The Research

Lynne EG, Gifford EJ, Evans KE, et al. Barriers to reporting child maltreatment: Do emergency medical services professionals fully understand their role as mandatory reporters? N C Med J. 2015;76(1):13–18.


The Science

In this study, the authors conducted an anonymous online survey of EMS providers in North Carolina to determine if and how well they knew their service’s policy on child abuse reporting. It also sought to determine the reasons an EMS provider might not report suspected abuse.

A total of 740 EMS agencies received the survey and were asked to disseminate it to their employees; 444 (60%) surveys were completed. Of those, 90% of the respondents were frontline staff and over half had more than 10 years of EMS experience, with a quarter of the respondents having more than 20.

When asked whether or not their service had an abuse reporting policy, nearly two-thirds (61.9%) of respondents said yes, 18.7% responded no, and 19.4% responded that they didn’t know if there was a written protocol.

Of the EMS providers who believed their agency had a written policy, 75% correctly stated it was the responsibility of the person with firsthand knowledge to make the report. The remaining 25% believed it was the responsibility of the provider’s supervisor or another agency such as law enforcement or the hospital.

The authors concluded that EMS providers should be provided additional education in child abuse reporting.

Medic Wesley Comments

According to data from the National Child Abuse and Neglect Data System (NCANDS), an estimated 1,520 children died from abuse and neglect in 2013. How is it possible that we in EMS may have missed opportunities to prevent many of these deaths or at least stop suffering in those who survived? This study depicts the result when EMS education fails to address important medical-legal issues. It demonstrates how a lack of understanding of the law may be wrongly translated during training and education, and how providers may misinterpret it.

We stepped up our education on pediatrics years ago when it was clear EMS was mistakenly treating children like small adults. With child abuse and neglect, the patient is often a silent victim unable to share their complaints of pain and suffering. Most often the history is provided by parents or caregivers who may be the perpetrators of these crimes.

Additional hours of training are needed to engrain the responsibility we have toward our most vulnerable patients. Most of all, maybe it’s time states develop rigid instructor training in the legal aspects of EMS. Or, maybe it’s time to have the legal experts provide all of this type of training to providers.

Either way, we have to change the statistic of 4–5 children dying each day of abuse or neglect.

Doc Wesley Comments

Some may criticize this study as only being applicable to North Carolina, and you might be right. However, I’ve had the opportunity to travel across the U.S. and ask questions similar to those in this survey and found that a significant percentage of our providers are either not aware of their state’s mandated reporting law or have misunderstood who is to report what to whom.

The agency responsible for taking reports is clearly stated in every state’s law and is almost always the Department of Social Services. Law enforcement should be contacted in cases where there’s a suspected immediate life threat. Far too many providers believe telling the hospital staff of their concern meets their legal obligation. Unfortunately, this information may not always be acted upon and the case simply falls through the cracks. Every EMS agency should have a clear step-by-step process for reporting your suspicions.
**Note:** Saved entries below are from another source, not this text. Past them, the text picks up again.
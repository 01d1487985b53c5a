//! User interruption (SIGINT) tracking.
//!
//! The first interrupt only raises a flag that long-running loops poll, so that
//! mounted bundles get released before the process exits. A second interrupt
//! terminates immediately.

use std::sync::atomic::{AtomicBool, Ordering};

/// Exit code used when the run was interrupted by the user.
pub const INTERRUPTED_EXIT_CODE: i32 = 2;

static INTERRUPTED: AtomicBool = AtomicBool::new(false);

#[cfg(unix)]
extern "C" fn handle_sigint(_signal: libc::c_int) {
    if INTERRUPTED.swap(true, Ordering::SeqCst) {
        // SAFETY: _exit is async-signal-safe.
        unsafe { libc::_exit(INTERRUPTED_EXIT_CODE) };
    }
}

/// Install the SIGINT handler.
#[cfg(unix)]
pub fn install_interrupt_handler() {
    let handler = handle_sigint as extern "C" fn(libc::c_int);

    // SAFETY: the handler only touches an atomic and calls _exit.
    unsafe {
        libc::signal(libc::SIGINT, handler as libc::sighandler_t);
    }
}

#[cfg(not(unix))]
pub fn install_interrupt_handler() {}

/// Whether the user asked to stop.
pub fn interrupted() -> bool {
    INTERRUPTED.load(Ordering::SeqCst)
}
The most common reason providers don’t report is because they’re not confident in recognizing abuse or they wrongly believe they must be certain of the abuse. Detecting abuse, both adult and child, has been incorporated into EMS education delivered in classes such as prehospital trauma life support (PHTLS) and geriatric education for EMS (GEMS). Additional education can usually be obtained from county social service workers

Some are concerned about the civil liability if they wrongly accuse someone of abuse despite the universal provision of immunity in state reporting laws. I hope each of you will review your state’s law and agency policy to ensure it addresses the concerns raised by this study.